[Work task]: For every line in the material below that holds "UnboundedSender", report the line.
++++ Supplied records ++++
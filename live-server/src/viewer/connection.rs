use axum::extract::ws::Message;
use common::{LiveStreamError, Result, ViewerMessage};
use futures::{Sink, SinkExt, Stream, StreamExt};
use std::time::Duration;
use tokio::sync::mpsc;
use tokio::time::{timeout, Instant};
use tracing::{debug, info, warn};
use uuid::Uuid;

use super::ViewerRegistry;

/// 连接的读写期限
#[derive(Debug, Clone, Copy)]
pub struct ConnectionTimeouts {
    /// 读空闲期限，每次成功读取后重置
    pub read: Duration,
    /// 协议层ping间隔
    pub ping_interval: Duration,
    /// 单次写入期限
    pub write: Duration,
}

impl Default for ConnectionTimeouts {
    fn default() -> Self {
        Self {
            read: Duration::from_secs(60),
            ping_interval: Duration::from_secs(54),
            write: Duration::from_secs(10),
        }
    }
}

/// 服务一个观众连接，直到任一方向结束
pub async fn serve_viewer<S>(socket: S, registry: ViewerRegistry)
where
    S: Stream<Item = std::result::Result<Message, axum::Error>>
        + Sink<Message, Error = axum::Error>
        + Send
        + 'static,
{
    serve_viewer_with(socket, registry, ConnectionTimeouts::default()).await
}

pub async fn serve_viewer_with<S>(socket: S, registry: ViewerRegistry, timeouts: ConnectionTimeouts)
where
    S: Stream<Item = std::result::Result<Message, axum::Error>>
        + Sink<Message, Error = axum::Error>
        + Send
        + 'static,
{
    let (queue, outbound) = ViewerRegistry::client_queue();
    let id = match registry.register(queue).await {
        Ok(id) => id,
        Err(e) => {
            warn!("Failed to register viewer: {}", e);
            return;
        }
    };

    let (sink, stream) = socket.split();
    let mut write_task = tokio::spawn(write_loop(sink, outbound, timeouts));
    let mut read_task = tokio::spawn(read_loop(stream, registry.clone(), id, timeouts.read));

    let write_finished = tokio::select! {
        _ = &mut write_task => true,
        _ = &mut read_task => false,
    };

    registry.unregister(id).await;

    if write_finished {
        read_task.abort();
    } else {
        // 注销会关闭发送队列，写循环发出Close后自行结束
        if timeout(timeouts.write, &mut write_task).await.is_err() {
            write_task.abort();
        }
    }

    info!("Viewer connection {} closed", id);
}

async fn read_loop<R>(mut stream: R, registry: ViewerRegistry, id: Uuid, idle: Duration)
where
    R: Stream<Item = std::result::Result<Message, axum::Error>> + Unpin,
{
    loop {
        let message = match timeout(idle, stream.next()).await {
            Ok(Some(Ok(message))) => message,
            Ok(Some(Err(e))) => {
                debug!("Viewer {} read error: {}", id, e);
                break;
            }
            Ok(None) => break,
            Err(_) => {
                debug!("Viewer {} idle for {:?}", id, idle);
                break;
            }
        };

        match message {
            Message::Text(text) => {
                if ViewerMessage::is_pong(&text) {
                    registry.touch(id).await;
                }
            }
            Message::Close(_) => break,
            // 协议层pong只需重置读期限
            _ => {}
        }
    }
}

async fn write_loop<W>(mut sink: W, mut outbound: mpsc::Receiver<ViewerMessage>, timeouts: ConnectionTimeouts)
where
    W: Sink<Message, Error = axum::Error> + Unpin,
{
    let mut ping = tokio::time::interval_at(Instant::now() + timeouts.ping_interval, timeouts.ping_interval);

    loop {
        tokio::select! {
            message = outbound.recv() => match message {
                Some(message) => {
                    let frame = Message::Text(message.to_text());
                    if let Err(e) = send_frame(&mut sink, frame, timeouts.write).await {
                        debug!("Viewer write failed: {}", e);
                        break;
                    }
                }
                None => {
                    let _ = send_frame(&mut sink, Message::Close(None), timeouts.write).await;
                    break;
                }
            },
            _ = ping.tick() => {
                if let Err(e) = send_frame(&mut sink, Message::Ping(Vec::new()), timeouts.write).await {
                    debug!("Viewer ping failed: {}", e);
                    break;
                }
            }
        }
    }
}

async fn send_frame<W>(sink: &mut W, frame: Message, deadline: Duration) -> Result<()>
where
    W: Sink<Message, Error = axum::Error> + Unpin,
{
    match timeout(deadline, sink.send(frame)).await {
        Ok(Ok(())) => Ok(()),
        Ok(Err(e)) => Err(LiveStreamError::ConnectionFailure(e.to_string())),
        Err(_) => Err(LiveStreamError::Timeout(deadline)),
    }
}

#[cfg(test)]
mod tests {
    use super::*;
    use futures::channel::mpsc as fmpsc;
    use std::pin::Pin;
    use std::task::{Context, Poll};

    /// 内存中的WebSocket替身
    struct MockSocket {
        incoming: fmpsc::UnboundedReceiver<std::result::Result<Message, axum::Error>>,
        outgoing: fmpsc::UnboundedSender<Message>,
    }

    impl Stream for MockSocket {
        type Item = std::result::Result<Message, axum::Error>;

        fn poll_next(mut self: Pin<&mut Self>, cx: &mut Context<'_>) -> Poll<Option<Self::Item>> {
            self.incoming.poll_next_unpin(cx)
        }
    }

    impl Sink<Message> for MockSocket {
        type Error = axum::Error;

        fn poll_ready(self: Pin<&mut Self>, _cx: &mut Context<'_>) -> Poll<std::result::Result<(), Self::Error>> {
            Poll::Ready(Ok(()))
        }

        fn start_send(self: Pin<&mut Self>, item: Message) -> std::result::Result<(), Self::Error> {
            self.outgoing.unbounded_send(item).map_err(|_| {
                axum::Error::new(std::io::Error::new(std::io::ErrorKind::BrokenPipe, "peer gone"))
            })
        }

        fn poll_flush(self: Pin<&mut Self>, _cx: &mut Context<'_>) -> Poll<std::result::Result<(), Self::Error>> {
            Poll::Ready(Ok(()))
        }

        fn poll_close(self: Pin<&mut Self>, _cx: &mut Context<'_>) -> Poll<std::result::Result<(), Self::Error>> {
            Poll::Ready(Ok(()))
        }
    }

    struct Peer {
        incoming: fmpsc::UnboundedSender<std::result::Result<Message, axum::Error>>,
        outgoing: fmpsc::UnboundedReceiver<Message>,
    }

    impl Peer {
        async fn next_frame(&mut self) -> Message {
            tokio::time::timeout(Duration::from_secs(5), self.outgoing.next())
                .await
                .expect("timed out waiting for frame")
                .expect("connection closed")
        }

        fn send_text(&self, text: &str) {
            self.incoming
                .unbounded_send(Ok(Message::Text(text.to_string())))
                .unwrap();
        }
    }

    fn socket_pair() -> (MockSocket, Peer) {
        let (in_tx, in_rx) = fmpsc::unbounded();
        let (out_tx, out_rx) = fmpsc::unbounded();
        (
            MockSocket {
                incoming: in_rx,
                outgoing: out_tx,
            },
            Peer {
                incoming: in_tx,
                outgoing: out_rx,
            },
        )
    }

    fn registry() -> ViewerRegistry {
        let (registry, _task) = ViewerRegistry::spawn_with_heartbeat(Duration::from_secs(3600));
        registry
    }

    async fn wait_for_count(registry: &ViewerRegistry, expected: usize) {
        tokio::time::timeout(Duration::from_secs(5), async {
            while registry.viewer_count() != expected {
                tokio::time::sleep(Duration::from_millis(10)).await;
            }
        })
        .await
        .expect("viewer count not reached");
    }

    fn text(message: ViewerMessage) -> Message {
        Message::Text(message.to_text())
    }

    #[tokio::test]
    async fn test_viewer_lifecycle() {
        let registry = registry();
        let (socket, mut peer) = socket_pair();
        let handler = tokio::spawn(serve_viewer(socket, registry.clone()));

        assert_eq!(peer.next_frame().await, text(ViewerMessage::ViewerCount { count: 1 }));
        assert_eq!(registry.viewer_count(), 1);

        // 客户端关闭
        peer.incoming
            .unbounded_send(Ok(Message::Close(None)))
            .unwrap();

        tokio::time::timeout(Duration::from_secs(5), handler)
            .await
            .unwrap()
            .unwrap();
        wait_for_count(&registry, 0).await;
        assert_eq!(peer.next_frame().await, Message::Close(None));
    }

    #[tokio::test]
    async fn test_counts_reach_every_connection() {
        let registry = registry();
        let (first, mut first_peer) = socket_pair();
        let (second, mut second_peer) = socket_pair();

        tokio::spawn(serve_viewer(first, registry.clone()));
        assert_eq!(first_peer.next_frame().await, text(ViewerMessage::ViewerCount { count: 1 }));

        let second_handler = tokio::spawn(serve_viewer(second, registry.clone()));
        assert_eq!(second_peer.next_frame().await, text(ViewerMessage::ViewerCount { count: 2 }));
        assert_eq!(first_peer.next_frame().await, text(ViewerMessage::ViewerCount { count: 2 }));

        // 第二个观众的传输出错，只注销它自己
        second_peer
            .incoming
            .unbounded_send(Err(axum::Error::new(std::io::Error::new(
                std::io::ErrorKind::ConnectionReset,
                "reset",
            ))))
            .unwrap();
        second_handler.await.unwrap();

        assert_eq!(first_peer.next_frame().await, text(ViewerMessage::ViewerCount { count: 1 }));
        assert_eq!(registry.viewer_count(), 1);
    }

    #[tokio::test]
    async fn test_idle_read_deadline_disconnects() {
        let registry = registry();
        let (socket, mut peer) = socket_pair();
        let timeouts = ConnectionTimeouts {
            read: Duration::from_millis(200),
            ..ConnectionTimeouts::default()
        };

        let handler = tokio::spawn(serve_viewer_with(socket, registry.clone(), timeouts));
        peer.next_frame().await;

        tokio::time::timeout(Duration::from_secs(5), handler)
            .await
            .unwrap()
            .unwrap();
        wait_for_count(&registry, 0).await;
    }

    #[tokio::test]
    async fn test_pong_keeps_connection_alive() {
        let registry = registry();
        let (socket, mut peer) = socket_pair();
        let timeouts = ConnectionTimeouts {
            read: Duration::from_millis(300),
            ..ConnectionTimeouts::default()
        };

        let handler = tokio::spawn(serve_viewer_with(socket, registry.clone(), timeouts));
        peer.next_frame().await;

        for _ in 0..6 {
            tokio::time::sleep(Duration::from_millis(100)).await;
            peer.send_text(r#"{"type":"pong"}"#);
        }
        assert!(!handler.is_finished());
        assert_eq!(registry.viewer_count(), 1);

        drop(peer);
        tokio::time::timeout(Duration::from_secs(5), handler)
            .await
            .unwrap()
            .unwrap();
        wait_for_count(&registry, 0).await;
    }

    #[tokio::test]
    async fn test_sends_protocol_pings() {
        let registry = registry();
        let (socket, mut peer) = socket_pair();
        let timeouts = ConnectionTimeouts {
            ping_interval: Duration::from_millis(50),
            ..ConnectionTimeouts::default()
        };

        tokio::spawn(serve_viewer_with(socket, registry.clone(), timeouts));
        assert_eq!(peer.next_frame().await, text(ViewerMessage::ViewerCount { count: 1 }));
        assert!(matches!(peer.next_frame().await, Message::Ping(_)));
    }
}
++++
[Exercise output]:
        outgoing: fmpsc::UnboundedSender<Message>,
        incoming: fmpsc::UnboundedSender<std::result::Result<Message, axum::Error>>,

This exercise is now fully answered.